**Collected data entries**
▬▬▬▬▬▬
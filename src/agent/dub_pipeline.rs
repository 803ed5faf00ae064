// SYNOID Dub Pipeline - Voice Clone Re-Dubbing Orchestrator
// Copyright (c) 2026 Xing_The_Creator | SYNOID
//
// Source video + voice sample in, dubbed video out:
// fetch -> transcribe -> chunk -> (synthesize -> correct) per clip -> assemble -> mux.
// Every failure is fatal and reported with its stage and clip index.

use futures_util::{stream, StreamExt, TryStreamExt};
use serde::Serialize;
use std::fmt;
use std::path::{Path, PathBuf};
use std::sync::Arc;
use tracing::{error, info, warn};
use uuid::Uuid;

use crate::agent::collaborators::{DurationProbe, Muxer, SpeechRecognizer, TempoStretcher, VoiceCloner};
use crate::agent::production_tools::ensure_wav_sample;
use crate::agent::source_tools::download_video;
use crate::config::DubConfig;
use crate::error::{DubError, DubResult};
use crate::timeline::{
    Clip, Correction, DurationCorrector, TimelineAssembler, Transcript, TranscriptChunker,
};

/// Where a run currently is.
#[derive(Debug, Clone, Copy, PartialEq, Eq, Serialize)]
pub enum RunStage {
    Preparing,
    Fetching,
    Transcribing,
    Chunked { clips: usize },
    Synthesizing { clip: usize },
    Correcting { clip: usize },
    Assembling,
    Muxing,
    Done,
}

impl fmt::Display for RunStage {
    fn fmt(&self, f: &mut fmt::Formatter<'_>) -> fmt::Result {
        match self {
            RunStage::Preparing => write!(f, "preparing"),
            RunStage::Fetching => write!(f, "fetching"),
            RunStage::Transcribing => write!(f, "transcribing"),
            RunStage::Chunked { clips } => write!(f, "chunked ({} clips)", clips),
            RunStage::Synthesizing { clip } => write!(f, "synthesizing clip {}", clip),
            RunStage::Correcting { clip } => write!(f, "correcting clip {}", clip),
            RunStage::Assembling => write!(f, "assembling"),
            RunStage::Muxing => write!(f, "muxing"),
            RunStage::Done => write!(f, "done"),
        }
    }
}

/// Progress callback
pub type ProgressCallback = Arc<dyn Fn(&RunStage) + Send + Sync>;

#[derive(Debug, Clone, PartialEq, Eq)]
pub enum VideoSource {
    LocalFile(PathBuf),
    Url(String),
}

impl VideoSource {
    /// `http(s)://` inputs are downloaded, anything else is a local path.
    pub fn parse(input: &str) -> Self {
        let lower = input.trim().to_lowercase();
        if lower.starts_with("http://") || lower.starts_with("https://") {
            VideoSource::Url(input.trim().to_string())
        } else {
            VideoSource::LocalFile(PathBuf::from(input))
        }
    }
}

#[derive(Debug, Clone)]
pub struct DubRequest {
    pub source: VideoSource,
    pub voice_sample: PathBuf,
    pub output: PathBuf,
}

#[derive(Debug, Clone)]
pub struct DubOutcome {
    pub output: PathBuf,
    pub transcript: Transcript,
    /// Clips in timeline order. Audio paths point into the run dir.
    pub clips: Vec<Clip>,
    pub corrections: Vec<Correction>,
    pub video_duration: f64,
    pub track_duration: f64,
    /// Set when intermediates were kept.
    pub run_dir: Option<PathBuf>,
}

pub struct DubPipeline<A, V, M> {
    asr: A,
    cloner: V,
    media: M,
    config: DubConfig,
    progress_callback: Option<ProgressCallback>,
}

struct RunPaths {
    dir: PathBuf,
    clips: PathBuf,
    /// Cleared once the run reaches an outcome; still set when the run is dropped.
    pending: bool,
}

impl Drop for RunPaths {
    fn drop(&mut self) {
        if !self.pending {
            return;
        }
        warn!("[DUB] Run dropped before finishing, removing {:?}", self.dir);
        if let Err(e) = std::fs::remove_dir_all(&self.dir) {
            warn!("[DUB] Could not remove {:?}: {}", self.dir, e);
        }
    }
}

impl<A, V, M> DubPipeline<A, V, M>
where
    A: SpeechRecognizer + Send + Sync,
    V: VoiceCloner + Send + Sync,
    M: DurationProbe + TempoStretcher + Muxer + Send + Sync,
{
    pub fn new(asr: A, cloner: V, media: M, config: DubConfig) -> DubResult<Self> {
        config.validate()?;
        Ok(Self {
            asr,
            cloner,
            media,
            config,
            progress_callback: None,
        })
    }

    pub fn with_progress(mut self, callback: ProgressCallback) -> Self {
        self.progress_callback = Some(callback);
        self
    }

    pub fn config(&self) -> &DubConfig {
        &self.config
    }

    pub async fn run(&self, request: DubRequest) -> DubResult<DubOutcome> {
        self.run_observed(request, |_| {}).await
    }

    /// Like `run`, also reporting every stage change to `observer`.
    pub async fn run_observed<F>(&self, request: DubRequest, observer: F) -> DubResult<DubOutcome>
    where
        F: Fn(&RunStage) + Send + Sync,
    {
        let report = |stage: RunStage| {
            info!("[DUB] Stage: {}", stage);
            if let Some(cb) = &self.progress_callback {
                cb(&stage);
            }
            observer(&stage);
        };

        report(RunStage::Preparing);
        self.validate_request(&request)?;

        let run_dir = self.config.work_dir.join(format!("run-{}", Uuid::new_v4()));
        let mut paths = RunPaths {
            clips: run_dir.join("clips"),
            dir: run_dir,
            pending: true,
        };
        tokio::fs::create_dir_all(&paths.clips).await?;
        info!("[DUB] Run directory: {:?}", paths.dir);

        let result = self.execute(&request, &paths, &report).await;
        paths.pending = false;
        match result {
            Ok(mut outcome) => {
                if self.config.keep_intermediates {
                    outcome.run_dir = Some(paths.dir.clone());
                } else if let Err(e) = tokio::fs::remove_dir_all(&paths.dir).await {
                    warn!("[DUB] Could not remove {:?}: {}", paths.dir, e);
                }
                report(RunStage::Done);
                info!(
                    "[DUB] ✅ Dubbed {} clips into {:?}",
                    outcome.clips.len(),
                    outcome.output
                );
                Ok(outcome)
            }
            Err(e) => {
                error!(
                    "[DUB] ❌ Run failed while {}: {}. Intermediates kept in {:?}",
                    e.stage(),
                    e,
                    paths.dir
                );
                Err(e)
            }
        }
    }

    fn validate_request(&self, request: &DubRequest) -> DubResult<()> {
        if !request.voice_sample.is_file() {
            return Err(DubError::input(format!(
                "voice sample not found: {}",
                request.voice_sample.display()
            )));
        }
        if let VideoSource::LocalFile(video) = &request.source {
            if !video.is_file() {
                return Err(DubError::input(format!(
                    "video not found: {}",
                    video.display()
                )));
            }
            if video == &request.output {
                return Err(DubError::input("output would overwrite the source video"));
            }
        }
        Ok(())
    }

    async fn execute(
        &self,
        request: &DubRequest,
        paths: &RunPaths,
        report: &(dyn Fn(RunStage) + Send + Sync),
    ) -> DubResult<DubOutcome> {
        let video = match &request.source {
            VideoSource::LocalFile(path) => path.clone(),
            VideoSource::Url(url) => {
                report(RunStage::Fetching);
                let source = download_video(url, &paths.dir)
                    .await
                    .map_err(|e| DubError::input(format!("download failed: {:#}", e)))?;
                info!("[DUB] Source '{}' ({:.1}s)", source.title, source.duration);
                source.local_path
            }
        };

        let voice_sample = ensure_wav_sample(&request.voice_sample, &paths.dir)
            .await
            .map_err(|e| DubError::input(format!("voice sample unusable: {:#}", e)))?;

        report(RunStage::Transcribing);
        let transcript = self
            .asr
            .transcribe(&video)
            .await
            .map_err(|e| DubError::input(format!("transcription failed: {:#}", e)))?;
        if transcript.words.is_empty() {
            return Err(DubError::input("transcript has no words"));
        }
        self.save_transcript(&transcript, &paths.dir).await?;

        let chunker = TranscriptChunker::new(self.config.window_seconds)?
            .with_policy(self.config.boundary);
        let clips = chunker.chunk(&transcript.words, &voice_sample);
        if clips.is_empty() {
            return Err(DubError::input("no dialogue windows left after chunking"));
        }
        report(RunStage::Chunked { clips: clips.len() });

        let corrector =
            DurationCorrector::new(&self.media, &self.media).with_policy(self.config.correction);

        // Built up front; `buffered` runs at most N and yields in timeline order
        let renders: Vec<_> = clips
            .into_iter()
            .enumerate()
            .map(|(index, clip)| self.render_clip(index, clip, &paths.clips, &corrector, report))
            .collect();
        let rendered: Vec<(Clip, Correction)> = stream::iter(renders)
            .buffered(self.config.max_concurrent_clips)
            .try_collect()
            .await?;
        let (clips, corrections): (Vec<Clip>, Vec<Correction>) = rendered.into_iter().unzip();

        let video_duration = self
            .media
            .duration(&video)
            .await
            .map_err(|e| DubError::input(format!("cannot read video duration: {:#}", e)))?;

        report(RunStage::Assembling);
        let assembler = TimelineAssembler::new(self.config.sample_rate)?;
        let track_path = paths.dir.join("dub_track.wav");
        let (clips, track_duration) = {
            let track_path = track_path.clone();
            tokio::task::spawn_blocking(move || {
                let track = assembler.assemble(&clips, video_duration)?;
                track.write_wav(&track_path)?;
                Ok::<_, DubError>((clips, track.duration_secs()))
            })
            .await
            .map_err(|e| DubError::Io(std::io::Error::new(std::io::ErrorKind::Other, e)))??
        };

        report(RunStage::Muxing);
        self.media
            .mux(&video, &track_path, &request.output)
            .await
            .map_err(DubError::Mux)?;

        Ok(DubOutcome {
            output: request.output.clone(),
            transcript,
            clips,
            corrections,
            video_duration,
            track_duration,
            run_dir: None,
        })
    }

    async fn render_clip<P, S>(
        &self,
        index: usize,
        mut clip: Clip,
        clips_dir: &Path,
        corrector: &DurationCorrector<P, S>,
        report: &(dyn Fn(RunStage) + Send + Sync),
    ) -> DubResult<(Clip, Correction)>
    where
        P: DurationProbe,
        S: TempoStretcher,
    {
        let path = clips_dir.join(format!("clip_{}.wav", index));

        report(RunStage::Synthesizing { clip: index });
        self.cloner
            .synthesize(&clip.text, &clip.voice_sample, &path)
            .await
            .map_err(|source| DubError::Synthesis {
                clip: index,
                source,
            })?;

        report(RunStage::Correcting { clip: index });
        let correction = corrector
            .correct(&path, clip.window_duration())
            .await
            .map_err(|e| e.at_clip(index))?;

        clip.audio_path = Some(path);
        Ok((clip, correction))
    }

    async fn save_transcript(&self, transcript: &Transcript, dir: &Path) -> DubResult<()> {
        let path = dir.join("transcript.json");
        let json = serde_json::to_string_pretty(transcript)
            .map_err(|e| std::io::Error::new(std::io::ErrorKind::InvalidData, e))?;
        tokio::fs::write(&path, json).await?;
        info!(
            "[DUB] Transcript saved: {:?} ({} words)",
            path,
            transcript.words.len()
        );
        Ok(())
    }
}

#[cfg(test)]
mod tests {
    use super::*;

    #[test]
    fn test_video_source_parse() {
        assert_eq!(
            VideoSource::parse("https://youtu.be/UF8uR6Z6KLc"),
            VideoSource::Url("https://youtu.be/UF8uR6Z6KLc".to_string())
        );
        assert_eq!(
            VideoSource::parse("HTTP://example.com/a.mp4"),
            VideoSource::Url("HTTP://example.com/a.mp4".to_string())
        );
        assert_eq!(
            VideoSource::parse("input/talk.mp4"),
            VideoSource::LocalFile(PathBuf::from("input/talk.mp4"))
        );
    }

    #[test]
    fn test_stage_display() {
        assert_eq!(RunStage::Synthesizing { clip: 4 }.to_string(), "synthesizing clip 4");
        assert_eq!(RunStage::Chunked { clips: 2 }.to_string(), "chunked (2 clips)");
    }
}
▬▬▬▬▬▬
**PROBLEM REQUIREMENTS**
Reproduce only the lines above, starting at the line with "Clone Re-Dubbing Orchestrator" and ending at the line with "use crate::agent::production_tools::ensure_wav_sample;", exactly as written.

**PROBLEM SOLUTION**
// SYNOID Dub Pipeline - Voice Clone Re-Dubbing Orchestrator
// Copyright (c) 2026 Xing_The_Creator | SYNOID
//
// Source video + voice sample in, dubbed video out:
// fetch -> transcribe -> chunk -> (synthesize -> correct) per clip -> assemble -> mux.
// Every failure is fatal and reported with its stage and clip index.

use futures_util::{stream, StreamExt, TryStreamExt};
use serde::Serialize;
use std::fmt;
use std::path::{Path, PathBuf};
use std::sync::Arc;
use tracing::{error, info, warn};
use uuid::Uuid;

use crate::agent::collaborators::{DurationProbe, Muxer, SpeechRecognizer, TempoStretcher, VoiceCloner};
use crate::agent::production_tools::ensure_wav_sample;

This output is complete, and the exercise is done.